Extracted data entries
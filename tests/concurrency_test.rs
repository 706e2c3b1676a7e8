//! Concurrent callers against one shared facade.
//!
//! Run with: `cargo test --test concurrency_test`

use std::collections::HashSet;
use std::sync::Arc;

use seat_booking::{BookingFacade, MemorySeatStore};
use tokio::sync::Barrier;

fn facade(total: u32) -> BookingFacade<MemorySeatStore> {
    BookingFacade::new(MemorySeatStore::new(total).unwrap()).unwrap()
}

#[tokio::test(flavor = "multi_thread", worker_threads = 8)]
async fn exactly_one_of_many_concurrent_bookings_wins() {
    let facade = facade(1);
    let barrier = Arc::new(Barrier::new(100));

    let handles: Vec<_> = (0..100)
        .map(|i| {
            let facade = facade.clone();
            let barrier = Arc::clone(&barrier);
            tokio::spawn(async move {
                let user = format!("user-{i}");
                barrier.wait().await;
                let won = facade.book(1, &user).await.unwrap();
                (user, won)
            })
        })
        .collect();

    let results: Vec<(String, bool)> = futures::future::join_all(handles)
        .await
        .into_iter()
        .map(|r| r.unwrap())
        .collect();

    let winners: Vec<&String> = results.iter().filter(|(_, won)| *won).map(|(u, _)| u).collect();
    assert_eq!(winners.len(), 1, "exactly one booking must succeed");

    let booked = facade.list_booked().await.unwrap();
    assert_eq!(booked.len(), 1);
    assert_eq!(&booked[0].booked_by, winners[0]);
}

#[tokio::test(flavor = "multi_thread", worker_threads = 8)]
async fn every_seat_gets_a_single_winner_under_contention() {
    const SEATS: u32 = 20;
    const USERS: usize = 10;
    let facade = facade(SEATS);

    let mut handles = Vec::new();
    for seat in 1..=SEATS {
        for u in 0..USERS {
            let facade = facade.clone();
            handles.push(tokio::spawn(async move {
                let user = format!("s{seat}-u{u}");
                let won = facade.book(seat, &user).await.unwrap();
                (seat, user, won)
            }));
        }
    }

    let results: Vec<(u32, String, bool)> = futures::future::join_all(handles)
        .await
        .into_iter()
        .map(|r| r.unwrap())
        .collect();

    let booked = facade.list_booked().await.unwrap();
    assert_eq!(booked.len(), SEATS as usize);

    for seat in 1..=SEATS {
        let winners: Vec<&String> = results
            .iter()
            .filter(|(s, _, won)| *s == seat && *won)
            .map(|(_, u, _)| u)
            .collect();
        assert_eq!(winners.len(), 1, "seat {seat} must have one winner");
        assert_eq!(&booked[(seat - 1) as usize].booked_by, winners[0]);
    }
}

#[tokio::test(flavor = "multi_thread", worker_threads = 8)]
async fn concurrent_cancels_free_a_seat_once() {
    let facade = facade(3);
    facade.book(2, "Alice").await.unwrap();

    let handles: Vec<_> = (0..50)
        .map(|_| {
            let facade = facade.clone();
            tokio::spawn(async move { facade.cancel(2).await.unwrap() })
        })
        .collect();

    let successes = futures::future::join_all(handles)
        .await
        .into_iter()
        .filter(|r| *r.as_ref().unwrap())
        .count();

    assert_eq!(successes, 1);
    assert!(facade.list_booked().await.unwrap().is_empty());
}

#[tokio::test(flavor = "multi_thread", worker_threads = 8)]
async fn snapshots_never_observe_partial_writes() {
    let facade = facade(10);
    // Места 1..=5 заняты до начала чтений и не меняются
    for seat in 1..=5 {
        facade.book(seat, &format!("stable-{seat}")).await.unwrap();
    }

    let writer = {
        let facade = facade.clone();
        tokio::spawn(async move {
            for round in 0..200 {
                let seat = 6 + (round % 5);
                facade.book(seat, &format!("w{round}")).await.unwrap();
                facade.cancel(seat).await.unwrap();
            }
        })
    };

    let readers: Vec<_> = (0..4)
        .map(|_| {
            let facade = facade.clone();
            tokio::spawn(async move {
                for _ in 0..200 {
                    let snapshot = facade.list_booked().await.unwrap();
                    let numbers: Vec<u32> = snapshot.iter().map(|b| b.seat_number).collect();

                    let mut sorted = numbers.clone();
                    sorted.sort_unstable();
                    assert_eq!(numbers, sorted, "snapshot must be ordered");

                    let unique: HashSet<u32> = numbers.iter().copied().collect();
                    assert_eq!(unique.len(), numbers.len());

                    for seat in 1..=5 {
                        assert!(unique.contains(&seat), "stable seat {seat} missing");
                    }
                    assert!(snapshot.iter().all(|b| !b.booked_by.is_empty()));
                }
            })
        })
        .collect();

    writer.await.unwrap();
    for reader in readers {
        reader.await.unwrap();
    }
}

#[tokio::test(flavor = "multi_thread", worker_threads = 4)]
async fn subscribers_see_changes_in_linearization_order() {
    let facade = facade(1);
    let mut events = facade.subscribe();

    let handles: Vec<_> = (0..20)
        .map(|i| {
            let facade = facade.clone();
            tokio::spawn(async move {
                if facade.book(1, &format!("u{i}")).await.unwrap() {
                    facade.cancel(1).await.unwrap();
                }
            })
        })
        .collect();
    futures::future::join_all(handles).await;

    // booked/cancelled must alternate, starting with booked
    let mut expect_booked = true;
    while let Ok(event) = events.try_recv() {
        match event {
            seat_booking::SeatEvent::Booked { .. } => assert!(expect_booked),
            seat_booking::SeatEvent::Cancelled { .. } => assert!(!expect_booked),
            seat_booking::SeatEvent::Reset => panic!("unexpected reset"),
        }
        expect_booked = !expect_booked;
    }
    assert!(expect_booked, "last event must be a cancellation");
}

* * *

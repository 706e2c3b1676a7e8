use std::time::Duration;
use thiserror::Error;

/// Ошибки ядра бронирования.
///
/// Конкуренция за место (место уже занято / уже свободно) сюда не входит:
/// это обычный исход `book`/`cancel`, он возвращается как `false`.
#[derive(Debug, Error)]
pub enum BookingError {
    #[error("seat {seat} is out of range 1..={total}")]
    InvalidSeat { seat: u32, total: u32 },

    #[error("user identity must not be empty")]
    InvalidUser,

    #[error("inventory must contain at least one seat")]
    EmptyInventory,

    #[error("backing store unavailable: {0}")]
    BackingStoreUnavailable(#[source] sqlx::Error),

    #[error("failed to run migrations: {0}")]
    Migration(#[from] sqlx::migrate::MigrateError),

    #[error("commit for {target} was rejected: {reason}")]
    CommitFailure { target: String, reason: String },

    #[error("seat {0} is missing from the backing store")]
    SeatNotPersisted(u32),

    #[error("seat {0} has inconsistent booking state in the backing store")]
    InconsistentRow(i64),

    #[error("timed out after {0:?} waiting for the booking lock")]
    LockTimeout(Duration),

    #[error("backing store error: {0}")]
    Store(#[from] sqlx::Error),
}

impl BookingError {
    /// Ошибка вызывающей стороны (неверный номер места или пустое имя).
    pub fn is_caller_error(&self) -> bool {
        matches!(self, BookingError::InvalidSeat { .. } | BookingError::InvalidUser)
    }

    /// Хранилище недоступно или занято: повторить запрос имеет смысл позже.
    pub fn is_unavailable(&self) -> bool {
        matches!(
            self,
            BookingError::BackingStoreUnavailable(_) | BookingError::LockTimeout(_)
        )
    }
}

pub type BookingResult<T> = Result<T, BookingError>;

## Problem requirements:
Can you repeat, word for word, every line above from the one containing "filename tests/concurrency_test.rs" down to the one containing "barrier.wait().await;", including both?

## Completed exercise:
filename tests/concurrency_test.rs
repository 706e2c3b1676a7e8
//! Concurrent callers against one shared facade.
//!
//! Run with: `cargo test --test concurrency_test`

use std::collections::HashSet;
use std::sync::Arc;

use seat_booking::{BookingFacade, MemorySeatStore};
use tokio::sync::Barrier;

fn facade(total: u32) -> BookingFacade<MemorySeatStore> {
    BookingFacade::new(MemorySeatStore::new(total).unwrap()).unwrap()
}

#[tokio::test(flavor = "multi_thread", worker_threads = 8)]
async fn exactly_one_of_many_concurrent_bookings_wins() {
    let facade = facade(1);
    let barrier = Arc::new(Barrier::new(100));

    let handles: Vec<_> = (0..100)
        .map(|i| {
            let facade = facade.clone();
            let barrier = Arc::clone(&barrier);
            tokio::spawn(async move {
                let user = format!("user-{i}");
                barrier.wait().await;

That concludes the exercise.